— Task to complete —
Which lines in the records below contain the word "StatusError"? Copy each of them.

[Collected data]
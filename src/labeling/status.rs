use std::fmt::{self, Display, Formatter};
use std::str::FromStr;

use serde::{Deserialize, Serialize};
use thiserror::Error;

/// Progress of a station through the labeling process.
#[derive(Copy, Clone, Debug, Default, PartialEq, Eq, Hash, Serialize, Deserialize)]
pub enum ApplicationStatus {
    #[default]
    #[serde(rename = "neverSubmitted")]
    NeverSubmitted,
    #[serde(rename = "notSubmitted")]
    NotSubmitted,
    #[serde(rename = "submitted")]
    Submitted,
    #[serde(rename = "acknowledged")]
    Acknowledged,
    #[serde(rename = "approved")]
    Approved,
    #[serde(rename = "rejected")]
    Rejected,
    #[serde(rename = "step2ontrack")]
    Step2OnTrack,
    #[serde(rename = "step2approved")]
    Step2Approved,
    #[serde(rename = "step2stalled")]
    Step2Stalled,
    #[serde(rename = "step2delayed")]
    Step2Delayed,
    #[serde(rename = "step3approved")]
    Step3Approved,
}

/// Visual weight a presentation layer gives to a status.
#[derive(Copy, Clone, Debug, PartialEq, Eq, Serialize)]
#[serde(rename_all = "lowercase")]
pub enum Severity {
    Default,
    Info,
    Warning,
    Primary,
    Success,
    Danger,
}

impl ApplicationStatus {
    pub const ALL: [ApplicationStatus; 11] = [
        Self::NeverSubmitted,
        Self::NotSubmitted,
        Self::Submitted,
        Self::Acknowledged,
        Self::Approved,
        Self::Rejected,
        Self::Step2OnTrack,
        Self::Step2Approved,
        Self::Step2Stalled,
        Self::Step2Delayed,
        Self::Step3Approved,
    ];

    /// Parses an optional wire value; a station without status has never
    /// submitted an application.
    pub fn from_optional(value: Option<&str>) -> Result<Self, StatusError> {
        value.map_or(Ok(Self::NeverSubmitted), str::parse::<Self>)
    }

    #[must_use]
    pub fn as_str(self) -> &'static str {
        match self {
            Self::NeverSubmitted => "neverSubmitted",
            Self::NotSubmitted => "notSubmitted",
            Self::Submitted => "submitted",
            Self::Acknowledged => "acknowledged",
            Self::Approved => "approved",
            Self::Rejected => "rejected",
            Self::Step2OnTrack => "step2ontrack",
            Self::Step2Approved => "step2approved",
            Self::Step2Stalled => "step2stalled",
            Self::Step2Delayed => "step2delayed",
            Self::Step3Approved => "step3approved",
        }
    }

    /// Short label.
    #[must_use]
    pub fn label(self) -> &'static str {
        match self {
            Self::NeverSubmitted => "Awaiting Step 1",
            Self::NotSubmitted => "Step 1 returned",
            Self::Submitted => "Step 1 submitted",
            Self::Acknowledged => "Step 1 acknowledged",
            Self::Approved => "Step 1 approved",
            Self::Rejected => "Step 1 rejected",
            Self::Step2OnTrack => "Step 2 on track",
            Self::Step2Approved => "Step 2 approved",
            Self::Step2Stalled => "Step 2 stalled",
            Self::Step2Delayed => "Step 2 delayed",
            Self::Step3Approved => "Label approved",
        }
    }

    /// One-sentence explanation.
    #[must_use]
    pub fn description(self) -> &'static str {
        match self {
            Self::NeverSubmitted => "Step 1 application has not been submitted yet",
            Self::NotSubmitted => "Step 1 application was returned for resubmission",
            Self::Submitted => "Step 1 application submitted, waiting for acknowledgment and review",
            Self::Acknowledged => "Step 1 application submission acknowledged, waiting for review",
            Self::Approved => "Step 1 application has been approved!",
            Self::Rejected => "Step 1 application has been rejected!",
            Self::Step2OnTrack => "Step 2 of labeling is on track",
            Self::Step2Approved => "Step 2 of labeling has been approved",
            Self::Step2Stalled => "Step 2 of labeling has been stalled",
            Self::Step2Delayed => "Step 2 of labeling has been delayed",
            Self::Step3Approved => "Labeling is complete!",
        }
    }

    #[must_use]
    pub fn severity(self) -> Severity {
        match self {
            Self::NeverSubmitted => Severity::Default,
            Self::NotSubmitted => Severity::Info,
            Self::Submitted | Self::Step2Delayed => Severity::Warning,
            Self::Acknowledged => Severity::Primary,
            Self::Approved | Self::Step2OnTrack | Self::Step2Approved | Self::Step3Approved => {
                Severity::Success
            }
            Self::Rejected | Self::Step2Stalled => Severity::Danger,
        }
    }
}

impl Display for ApplicationStatus {
    fn fmt(&self, f: &mut Formatter<'_>) -> fmt::Result {
        f.write_str(self.as_str())
    }
}

impl FromStr for ApplicationStatus {
    type Err = StatusError;

    fn from_str(s: &str) -> Result<Self, Self::Err> {
        Self::ALL
            .into_iter()
            .find(|status| status.as_str() == s)
            .ok_or_else(|| StatusError::Unknown(s.to_string()))
    }
}

/// Errors raised when decoding an application status.
#[derive(Clone, Debug, Error, PartialEq, Eq)]
pub enum StatusError {
    #[error("invalid application status '{0}'")]
    Unknown(String),
}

— Solution below —
    pub fn from_optional(value: Option<&str>) -> Result<Self, StatusError> {
    type Err = StatusError;
            .ok_or_else(|| StatusError::Unknown(s.to_string()))
pub enum StatusError {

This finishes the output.